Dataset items

§

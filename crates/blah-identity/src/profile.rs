//! User profiles.
//!
//! A profile is an ordinary payload signed by one of the identity's act
//! keys. Its shape is enforced at deserialization time.

use std::fmt;

use blah_core::schema::non_empty;
use blah_core::CoreError;
use serde::{Deserialize, Serialize};
use url::Url;

use crate::error::{IdentityError, Result};
use crate::id_url::IdUrl;

/// Literal `typ` tag of a profile.
#[derive(Debug, Clone, Copy, Default, PartialEq, Eq, Serialize, Deserialize)]
#[serde(rename_all = "snake_case")]
pub enum ProfileType {
    #[default]
    Profile,
}

/// A blah user profile.
#[derive(Debug, Clone, PartialEq, Eq, Serialize, Deserialize)]
#[serde(deny_unknown_fields)]
pub struct Profile {
    pub typ: ProfileType,
    pub preferred_chat_server_urls: Vec<AbsoluteUrl>,
    /// At least one ID URL.
    #[serde(deserialize_with = "non_empty")]
    pub id_urls: Vec<IdUrl>,
    pub name: String,
    #[serde(default, skip_serializing_if = "Option::is_none")]
    pub bio: Option<String>,
}

impl Profile {
    /// Create a profile with a display name and its first ID URL.
    pub fn new(name: impl Into<String>, id_url: IdUrl) -> Self {
        Self {
            typ: ProfileType::Profile,
            preferred_chat_server_urls: Vec::new(),
            id_urls: vec![id_url],
            name: name.into(),
            bio: None,
        }
    }

    pub fn with_bio(mut self, bio: impl Into<String>) -> Self {
        self.bio = Some(bio.into());
        self
    }

    pub fn with_id_url(mut self, id_url: IdUrl) -> Self {
        self.id_urls.push(id_url);
        self
    }

    pub fn with_chat_server(mut self, url: AbsoluteUrl) -> Self {
        self.preferred_chat_server_urls.push(url);
        self
    }

    /// Check invariants the type system cannot express.
    pub fn validate(&self) -> Result<()> {
        if self.id_urls.is_empty() {
            return Err(CoreError::SchemaValidation(
                "profile must list at least one ID URL".into(),
            )
            .into());
        }
        Ok(())
    }
}

/// An absolute URL, kept exactly as written.
#[derive(Debug, Clone, PartialEq, Eq, Hash, Serialize, Deserialize)]
#[serde(try_from = "String", into = "String")]
pub struct AbsoluteUrl(String);

impl AbsoluteUrl {
    pub fn parse(s: impl Into<String>) -> Result<Self> {
        Self::try_from(s.into())
    }

    pub fn as_str(&self) -> &str {
        &self.0
    }
}

impl TryFrom<String> for AbsoluteUrl {
    type Error = IdentityError;

    fn try_from(s: String) -> Result<Self> {
        Url::parse(&s).map_err(|e| IdentityError::InvalidUrl(format!("{s}: {e}")))?;
        Ok(Self(s))
    }
}

impl From<AbsoluteUrl> for String {
    fn from(url: AbsoluteUrl) -> Self {
        url.0
    }
}

impl fmt::Display for AbsoluteUrl {
    fn fmt(&self, f: &mut fmt::Formatter<'_>) -> fmt::Result {
        f.write_str(&self.0)
    }
}

#[cfg(test)]
mod tests {
    use super::*;
    use blah_core::schema;
    use serde_json::json;

    fn sample() -> Profile {
        Profile::new("Shibo Lyu", IdUrl::parse("https://localhost").unwrap())
    }

    #[test]
    fn test_profile_wire_shape() {
        let profile = sample().with_chat_server(AbsoluteUrl::parse("https://chat.lao.sb").unwrap());
        assert_eq!(
            serde_json::to_value(&profile).unwrap(),
            json!({
                "typ": "profile",
                "preferred_chat_server_urls": ["https://chat.lao.sb"],
                "id_urls": ["https://localhost"],
                "name": "Shibo Lyu",
            })
        );
    }

    #[test]
    fn test_bio_is_optional() {
        let parsed: Profile = schema::parse(json!({
            "typ": "profile",
            "preferred_chat_server_urls": [],
            "id_urls": ["https://lao.sb"],
            "name": "x",
            "bio": "hello",
        }))
        .unwrap();
        assert_eq!(parsed.bio.as_deref(), Some("hello"));
    }

    #[test]
    fn test_rejects_bad_shapes() {
        let base = json!({
            "typ": "profile",
            "preferred_chat_server_urls": [],
            "id_urls": ["https://lao.sb"],
            "name": "x",
        });

        let mut wrong_typ = base.clone();
        wrong_typ["typ"] = json!("user_act_key");
        let mut no_id_urls = base.clone();
        no_id_urls["id_urls"] = json!([]);
        let mut bad_id_url = base.clone();
        bad_id_url["id_urls"] = json!(["https://lao.sb/"]);
        let mut bad_server = base.clone();
        bad_server["preferred_chat_server_urls"] = json!(["not a url"]);
        let mut extra = base.clone();
        extra["avatar"] = json!("x");

        for doc in [wrong_typ, no_id_urls, bad_id_url, bad_server, extra] {
            assert!(matches!(
                schema::parse::<Profile>(doc),
                Err(CoreError::SchemaValidation(_))
            ));
        }
        assert!(schema::parse::<Profile>(base).is_ok());
    }

    #[test]
    fn test_validate_requires_id_url() {
        let mut profile = sample();
        assert!(profile.validate().is_ok());
        profile.id_urls.clear();
        assert!(matches!(
            profile.validate(),
            Err(IdentityError::Core(CoreError::SchemaValidation(_)))
        ));
    }
}
pub mod error;
pub mod key;
pub mod store;

pub use error::CacheError;
pub use key::{CacheKey, MAX_KEY_LENGTH};
pub use store::PhraseCache;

§

Work required
All the records above need to be transcribed exactly and in full.

Reply to the exercise
filename crates/blah-identity/src/profile.rs
//! User profiles.
//!
//! A profile is an ordinary payload signed by one of the identity's act
//! keys. Its shape is enforced at deserialization time.

use std::fmt;

use blah_core::schema::non_empty;
use blah_core::CoreError;
use serde::{Deserialize, Serialize};
use url::Url;

use crate::error::{IdentityError, Result};
use crate::id_url::IdUrl;

/// Literal `typ` tag of a profile.
#[derive(Debug, Clone, Copy, Default, PartialEq, Eq, Serialize, Deserialize)]
#[serde(rename_all = "snake_case")]
pub enum ProfileType {
    #[default]
    Profile,
}

/// A blah user profile.
#[derive(Debug, Clone, PartialEq, Eq, Serialize, Deserialize)]
#[serde(deny_unknown_fields)]
pub struct Profile {
    pub typ: ProfileType,
    pub preferred_chat_server_urls: Vec<AbsoluteUrl>,
    /// At least one ID URL.
    #[serde(deserialize_with = "non_empty")]
    pub id_urls: Vec<IdUrl>,
    pub name: String,
    #[serde(default, skip_serializing_if = "Option::is_none")]
    pub bio: Option<String>,
}

impl Profile {
    /// Create a profile with a display name and its first ID URL.
    pub fn new(name: impl Into<String>, id_url: IdUrl) -> Self {
        Self {
            typ: ProfileType::Profile,
            preferred_chat_server_urls: Vec::new(),
            id_urls: vec![id_url],
            name: name.into(),
            bio: None,
        }
    }

    pub fn with_bio(mut self, bio: impl Into<String>) -> Self {
        self.bio = Some(bio.into());
        self
    }

    pub fn with_id_url(mut self, id_url: IdUrl) -> Self {
        self.id_urls.push(id_url);
        self
    }

    pub fn with_chat_server(mut self, url: AbsoluteUrl) -> Self {
        self.preferred_chat_server_urls.push(url);
        self
    }

    /// Check invariants the type system cannot express.
    pub fn validate(&self) -> Result<()> {
        if self.id_urls.is_empty() {
            return Err(CoreError::SchemaValidation(
                "profile must list at least one ID URL".into(),
            )
            .into());
        }
        Ok(())
    }
}

/// An absolute URL, kept exactly as written.
#[derive(Debug, Clone, PartialEq, Eq, Hash, Serialize, Deserialize)]
#[serde(try_from = "String", into = "String")]
pub struct AbsoluteUrl(String);

impl AbsoluteUrl {
    pub fn parse(s: impl Into<String>) -> Result<Self> {
        Self::try_from(s.into())
    }

    pub fn as_str(&self) -> &str {
        &self.0
    }
}

impl TryFrom<String> for AbsoluteUrl {
    type Error = IdentityError;

    fn try_from(s: String) -> Result<Self> {
        Url::parse(&s).map_err(|e| IdentityError::InvalidUrl(format!("{s}: {e}")))?;
        Ok(Self(s))
    }
}

impl From<AbsoluteUrl> for String {
    fn from(url: AbsoluteUrl) -> Self {
        url.0
    }
}

impl fmt::Display for AbsoluteUrl {
    fn fmt(&self, f: &mut fmt::Formatter<'_>) -> fmt::Result {
        f.write_str(&self.0)
    }
}

#[cfg(test)]
mod tests {
    use super::*;
    use blah_core::schema;
    use serde_json::json;

    fn sample() -> Profile {
        Profile::new("Shibo Lyu", IdUrl::parse("https://localhost").unwrap())
    }

    #[test]
    fn test_profile_wire_shape() {
        let profile = sample().with_chat_server(AbsoluteUrl::parse("https://chat.lao.sb").unwrap());
        assert_eq!(
            serde_json::to_value(&profile).unwrap(),
            json!({
                "typ": "profile",
                "preferred_chat_server_urls": ["https://chat.lao.sb"],
                "id_urls": ["https://localhost"],
                "name": "Shibo Lyu",
            })
        );
    }

    #[test]
    fn test_bio_is_optional() {
        let parsed: Profile = schema::parse(json!({
            "typ": "profile",
            "preferred_chat_server_urls": [],
            "id_urls": ["https://lao.sb"],
            "name": "x",
            "bio": "hello",
        }))
        .unwrap();
        assert_eq!(parsed.bio.as_deref(), Some("hello"));
    }

    #[test]
    fn test_rejects_bad_shapes() {
        let base = json!({
            "typ": "profile",
            "preferred_chat_server_urls": [],
            "id_urls": ["https://lao.sb"],
            "name": "x",
        });

        let mut wrong_typ = base.clone();
        wrong_typ["typ"] = json!("user_act_key");
        let mut no_id_urls = base.clone();
        no_id_urls["id_urls"] = json!([]);
        let mut bad_id_url = base.clone();
        bad_id_url["id_urls"] = json!(["https://lao.sb/"]);
        let mut bad_server = base.clone();
        bad_server["preferred_chat_server_urls"] = json!(["not a url"]);
        let mut extra = base.clone();
        extra["avatar"] = json!("x");

        for doc in [wrong_typ, no_id_urls, bad_id_url, bad_server, extra] {
            assert!(matches!(
                schema::parse::<Profile>(doc),
                Err(CoreError::SchemaValidation(_))
            ));
        }
        assert!(schema::parse::<Profile>(base).is_ok());
    }

    #[test]
    fn test_validate_requires_id_url() {
        let mut profile = sample();
        assert!(profile.validate().is_ok());
        profile.id_urls.clear();
        assert!(matches!(
            profile.validate(),
            Err(IdentityError::Core(CoreError::SchemaValidation(_)))
        ));
    }
}
pub mod error;
pub mod key;
pub mod store;

pub use error::CacheError;
pub use key::{CacheKey, MAX_KEY_LENGTH};
pub use store::PhraseCache;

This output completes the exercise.